= CuteMX =

CuteMX was an early P2P file sharing program that emerged prior to Napster's demise. Like services such as Napster and Scour, CuteMX used a centrally located server for connecting users of the service and their shared files. CuteMX was developed by GlobalSCAPE in 2000 but unlike Napster, Globalscape decided to pull the service due to intense litigation around Napster, preferring to honor the copyright complaints by the music industry artists and their associates, and reconsider introducing CuteMX after the issues were decided and clarified in the courts, even though CuteMX had actually gained a fairly sizable dedicated user base. GlobalSCAPE announced in July 2000 that they had shut down CuteMX temporarily due to Napster's ongoing court battles. The last version of the CuteMX client (2.5) was released in August 2000 with content filtering technology meant to prevent trading of illegal files and to appease the movie and music recording industries.

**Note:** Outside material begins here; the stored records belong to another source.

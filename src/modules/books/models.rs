use serde::{Deserialize, Serialize};
use validator::Validate;

pub type BookId = u64;

/// A catalog entry as stored and returned by the API.
#[derive(Debug, Clone, PartialEq, Eq, Serialize, Deserialize)]
pub struct Book {
    /// Store-assigned identifier, unique for the lifetime of the store
    pub id: BookId,
    pub title: String,
    pub author: String,
    pub description: String,
    /// 0 to 5 inclusive
    pub rating: i32,
    /// Publication year
    pub published_date: i32,
}

/// Request model for creating or replacing a book.
///
/// `id` is ignored on create, so any integer is accepted here; the update
/// handler requires it and checks it is positive.
#[derive(Debug, Clone, Serialize, Deserialize, Validate)]
pub struct BookRequest {
    #[serde(default)]
    pub id: Option<i64>,
    #[validate(length(min = 3, message = "title must be at least 3 characters"))]
    pub title: String,
    #[validate(length(min = 1, message = "author must not be empty"))]
    pub author: String,
    #[validate(length(
        min = 1,
        max = 100,
        message = "description must be 1 to 100 characters"
    ))]
    pub description: String,
    #[validate(range(min = 0, max = 5))]
    pub rating: i32,
    #[validate(range(min = 2000, max = 2030))]
    pub published_date: i32,
}

impl BookRequest {
    /// Build the stored record for `id`, discarding any client-supplied id.
    pub fn into_book(self, id: BookId) -> Book {
        Book {
            id,
            title: self.title,
            author: self.author,
            description: self.description,
            rating: self.rating,
            published_date: self.published_date,
        }
    }
}

#[derive(Debug, Deserialize, Validate)]
pub struct BookIdPath {
    #[validate(range(min = 1, message = "book_id must be greater than 0"))]
    pub book_id: BookId,
}

/// Rating filters start at 1; a stored rating of 0 cannot be queried.
#[derive(Debug, Deserialize, Validate)]
pub struct RatingQuery {
    #[validate(range(min = 1, max = 5))]
    pub book_rating: i32,
}

#[derive(Debug, Deserialize, Validate)]
pub struct PublishedDateQuery {
    #[validate(range(min = 2000, max = 2030))]
    pub published_date: i32,
}
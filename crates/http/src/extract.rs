//! Extractors that deserialize a request component and run its declared
//! `validator` constraints before the handler sees it.
//!
//! Every failure, whether malformed input or a violated constraint, is
//! reported as [`AppError::Validation`].

use axum::{
    extract::{FromRequest, FromRequestParts, Path, Query, Request},
    http::request::Parts,
    Json,
};
use serde::de::DeserializeOwned;
use validator::Validate;

use crate::error::AppError;

/// JSON body validated against its declared field constraints
#[derive(Debug, Clone, Copy, Default)]
pub struct ValidatedJson<T>(pub T);

/// Query string validated against its declared field constraints
#[derive(Debug, Clone, Copy, Default)]
pub struct ValidatedQuery<T>(pub T);

/// Path parameters validated against their declared field constraints
#[derive(Debug, Clone, Copy, Default)]
pub struct ValidatedPath<T>(pub T);

impl<T, S> FromRequest<S> for ValidatedJson<T>
where
    T: DeserializeOwned + Validate + Send,
    S: Send + Sync,
{
    type Rejection = AppError;

    async fn from_request(req: Request, state: &S) -> Result<Self, Self::Rejection> {
        let Json(value) = Json::<T>::from_request(req, state).await?;
        value.validate()?;
        Ok(Self(value))
    }
}

impl<T, S> FromRequestParts<S> for ValidatedQuery<T>
where
    T: DeserializeOwned + Validate + Send,
    S: Send + Sync,
{
    type Rejection = AppError;

    async fn from_request_parts(parts: &mut Parts, state: &S) -> Result<Self, Self::Rejection> {
        let Query(value) = Query::<T>::from_request_parts(parts, state).await?;
        value.validate()?;
        Ok(Self(value))
    }
}

impl<T, S> FromRequestParts<S> for ValidatedPath<T>
where
    T: DeserializeOwned + Validate + Send,
    S: Send + Sync,
{
    type Rejection = AppError;

    async fn from_request_parts(parts: &mut Parts, state: &S) -> Result<Self, Self::Rejection> {
        let Path(value) = Path::<T>::from_request_parts(parts, state).await?;
        value.validate()?;
        Ok(Self(value))
    }
}

#[cfg(test)]
mod tests {
    use super::*;
    use axum::{
        body::Body,
        http::{header, StatusCode},
        routing::{get, post},
        Router,
    };
    use serde::Deserialize;
    use tower::ServiceExt;

    #[derive(Debug, Deserialize, Validate)]
    struct Limit {
        #[validate(range(min = 1, max = 10))]
        n: u32,
    }

    #[derive(Debug, Deserialize, Validate)]
    struct Note {
        #[validate(length(min = 1, max = 5))]
        text: String,
    }

    fn router() -> Router {
        Router::new()
            .route(
                "/q",
                get(|ValidatedQuery(limit): ValidatedQuery<Limit>| async move {
                    limit.n.to_string()
                }),
            )
            .route(
                "/p/{n}",
                get(|ValidatedPath(limit): ValidatedPath<Limit>| async move {
                    limit.n.to_string()
                }),
            )
            .route(
                "/j",
                post(|ValidatedJson(note): ValidatedJson<Note>| async move { note.text }),
            )
    }

    async fn status_of(request: axum::http::Request<Body>) -> StatusCode {
        router().oneshot(request).await.unwrap().status()
    }

    fn get_request(uri: &str) -> axum::http::Request<Body> {
        axum::http::Request::builder()
            .uri(uri)
            .body(Body::empty())
            .unwrap()
    }

    fn json_request(body: &str) -> axum::http::Request<Body> {
        axum::http::Request::builder()
            .method("POST")
            .uri("/j")
            .header(header::CONTENT_TYPE, "application/json")
            .body(Body::from(body.to_string()))
            .unwrap()
    }

    #[tokio::test]
    async fn query_within_bounds_is_accepted() {
        assert_eq!(status_of(get_request("/q?n=10")).await, StatusCode::OK);
    }

    #[tokio::test]
    async fn query_out_of_bounds_is_unprocessable() {
        assert_eq!(
            status_of(get_request("/q?n=11")).await,
            StatusCode::UNPROCESSABLE_ENTITY
        );
    }

    #[tokio::test]
    async fn malformed_query_is_unprocessable() {
        assert_eq!(
            status_of(get_request("/q?n=ten")).await,
            StatusCode::UNPROCESSABLE_ENTITY
        );
        assert_eq!(
            status_of(get_request("/q")).await,
            StatusCode::UNPROCESSABLE_ENTITY
        );
    }

    #[tokio::test]
    async fn path_is_validated() {
        assert_eq!(status_of(get_request("/p/3")).await, StatusCode::OK);
        assert_eq!(
            status_of(get_request("/p/0")).await,
            StatusCode::UNPROCESSABLE_ENTITY
        );
        assert_eq!(
            status_of(get_request("/p/-4")).await,
            StatusCode::UNPROCESSABLE_ENTITY
        );
    }

    #[tokio::test]
    async fn json_body_is_validated() {
        assert_eq!(
            status_of(json_request(r#"{"text":"hey"}"#)).await,
            StatusCode::OK
        );
        assert_eq!(
            status_of(json_request(r#"{"text":"too long"}"#)).await,
            StatusCode::UNPROCESSABLE_ENTITY
        );
        assert_eq!(
            status_of(json_request(r#"{"text":"#)).await,
            StatusCode::UNPROCESSABLE_ENTITY
        );
    }

    #[tokio::test]
    async fn json_without_content_type_is_bad_request() {
        let request = axum::http::Request::builder()
            .method("POST")
            .uri("/j")
            .body(Body::from(r#"{"text":"hey"}"#))
            .unwrap();
        assert_eq!(status_of(request).await, StatusCode::BAD_REQUEST);
    }
}
pub mod models;
pub mod routes;
pub mod seed;
pub mod store;

use std::sync::Arc;

use async_trait::async_trait;
use axum::Router;
use bookshelf_kernel::{InitCtx, Module};
use serde_json::json;

use store::CatalogStore;

/// Books module: the catalog store and its CRUD endpoints, served from the root
pub struct BooksModule {
    store: Arc<CatalogStore>,
}

impl BooksModule {
    pub fn new(store: Arc<CatalogStore>) -> Self {
        Self { store }
    }

    pub fn store(&self) -> &Arc<CatalogStore> {
        &self.store
    }
}

impl Default for BooksModule {
    fn default() -> Self {
        Self::new(Arc::new(CatalogStore::new()))
    }
}

#[async_trait]
impl Module for BooksModule {
    fn name(&self) -> &'static str {
        "books"
    }

    fn mount_path(&self) -> String {
        String::new()
    }

    async fn init(&self, ctx: &InitCtx<'_>) -> anyhow::Result<()> {
        if ctx.settings.catalog.seed {
            self.store.load(seed::seed_books()).await;
        }

        let books = self.store.len().await;
        tracing::info!(
            module = self.name(),
            environment = ?ctx.settings.environment,
            seeded = ctx.settings.catalog.seed,
            books,
            "books module initialized"
        );
        Ok(())
    }

    fn routes(&self) -> Router {
        routes::router(self.store.clone())
    }

    fn openapi(&self) -> Option<serde_json::Value> {
        Some(openapi_fragment())
    }

    async fn start(&self, _ctx: &InitCtx<'_>) -> anyhow::Result<()> {
        tracing::info!(module = self.name(), "books module started");
        Ok(())
    }

    async fn stop(&self) -> anyhow::Result<()> {
        let books = self.store.len().await;
        tracing::info!(module = self.name(), books, "books module stopped");
        Ok(())
    }
}

fn error_response(description: &str) -> serde_json::Value {
    json!({
        "description": description,
        "content": {
            "application/json": {
                "schema": { "$ref": "#/components/schemas/ErrorResponse" }
            }
        }
    })
}

fn book_list_response(description: &str) -> serde_json::Value {
    json!({
        "description": description,
        "content": {
            "application/json": {
                "schema": {
                    "type": "array",
                    "items": { "$ref": "#/components/schemas/Book" }
                }
            }
        }
    })
}

fn book_id_param() -> serde_json::Value {
    json!({
        "name": "book_id",
        "in": "path",
        "required": true,
        "schema": { "type": "integer", "minimum": 1 }
    })
}

fn book_request_body() -> serde_json::Value {
    json!({
        "required": true,
        "content": {
            "application/json": {
                "schema": { "$ref": "#/components/schemas/BookRequest" }
            }
        }
    })
}

fn openapi_fragment() -> serde_json::Value {
    json!({
        "paths": {
            "/books": {
                "get": {
                    "summary": "List books",
                    "tags": ["Books"],
                    "responses": {
                        "200": book_list_response("All books in insertion order")
                    }
                }
            },
            "/books/health": {
                "get": {
                    "summary": "Books health check",
                    "tags": ["Books"],
                    "responses": {
                        "200": {
                            "description": "OK",
                            "content": { "text/plain": { "schema": { "type": "string" } } }
                        }
                    }
                }
            },
            "/book/{book_id}": {
                "get": {
                    "summary": "Get a book by id",
                    "tags": ["Books"],
                    "parameters": [book_id_param()],
                    "responses": {
                        "200": {
                            "description": "The book",
                            "content": {
                                "application/json": {
                                    "schema": { "$ref": "#/components/schemas/Book" }
                                }
                            }
                        },
                        "404": error_response("Book not found"),
                        "422": error_response("Invalid book id")
                    }
                }
            },
            "/book/": {
                "get": {
                    "summary": "Find books by rating",
                    "tags": ["Books"],
                    "parameters": [{
                        "name": "book_rating",
                        "in": "query",
                        "required": true,
                        "schema": { "type": "integer", "minimum": 1, "maximum": 5 }
                    }],
                    "responses": {
                        "200": book_list_response("Books with exactly this rating"),
                        "422": error_response("Rating out of range")
                    }
                }
            },
            "/books/publish/": {
                "get": {
                    "summary": "Find books by publication year",
                    "tags": ["Books"],
                    "parameters": [{
                        "name": "published_date",
                        "in": "query",
                        "required": true,
                        "schema": { "type": "integer", "minimum": 2000, "maximum": 2030 }
                    }],
                    "responses": {
                        "200": book_list_response("Books published in this year"),
                        "422": error_response("Year out of range")
                    }
                }
            },
            "/create_book": {
                "post": {
                    "summary": "Create a book",
                    "tags": ["Books"],
                    "requestBody": book_request_body(),
                    "responses": {
                        "201": {
                            "description": "Book created",
                            "content": {
                                "application/json": {
                                    "schema": { "$ref": "#/components/schemas/Book" }
                                }
                            }
                        },
                        "422": error_response("Validation error")
                    }
                }
            },
            "/books/update_book": {
                "put": {
                    "summary": "Replace a book",
                    "tags": ["Books"],
                    "requestBody": book_request_body(),
                    "responses": {
                        "204": { "description": "Book updated" },
                        "404": error_response("Book not found"),
                        "422": error_response("Validation error")
                    }
                }
            },
            "/books/{book_id}": {
                "delete": {
                    "summary": "Delete a book",
                    "tags": ["Books"],
                    "parameters": [book_id_param()],
                    "responses": {
                        "204": { "description": "Book deleted" },
                        "404": error_response("Book not found"),
                        "422": error_response("Invalid book id")
                    }
                }
            }
        },
        "components": {
            "schemas": {
                "Book": {
                    "type": "object",
                    "properties": {
                        "id": { "type": "integer", "minimum": 1 },
                        "title": { "type": "string", "minLength": 3 },
                        "author": { "type": "string", "minLength": 1 },
                        "description": { "type": "string", "minLength": 1, "maxLength": 100 },
                        "rating": { "type": "integer", "minimum": 0, "maximum": 5 },
                        "published_date": { "type": "integer", "minimum": 2000, "maximum": 2030 }
                    },
                    "required": ["id", "title", "author", "description", "rating", "published_date"]
                },
                "BookRequest": {
                    "type": "object",
                    "properties": {
                        "id": {
                            "type": "integer",
                            "description": "Ignored on create; required and positive on update"
                        },
                        "title": { "type": "string", "minLength": 3 },
                        "author": { "type": "string", "minLength": 1 },
                        "description": { "type": "string", "minLength": 1, "maxLength": 100 },
                        "rating": { "type": "integer", "minimum": 0, "maximum": 5 },
                        "published_date": { "type": "integer", "minimum": 2000, "maximum": 2030 }
                    },
                    "required": ["title", "author", "description", "rating", "published_date"]
                }
            }
        }
    })
}

/// Create a new instance of the books module with an empty store
pub fn create_module() -> Arc<dyn Module> {
    Arc::new(BooksModule::default())
}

In spite of the positive results for Napster from their own litigation, no further versions of the CuteMX program were released.

The "MX" in the CuteMX name stood for "Media eXchange" and "Music eXchange"

==Technology==
The CuteMX client had an integrated version of Windows Media Player. Additional client features included DCC (direct client-to-client) transfer for trusted users and private chat and instant messaging functionality.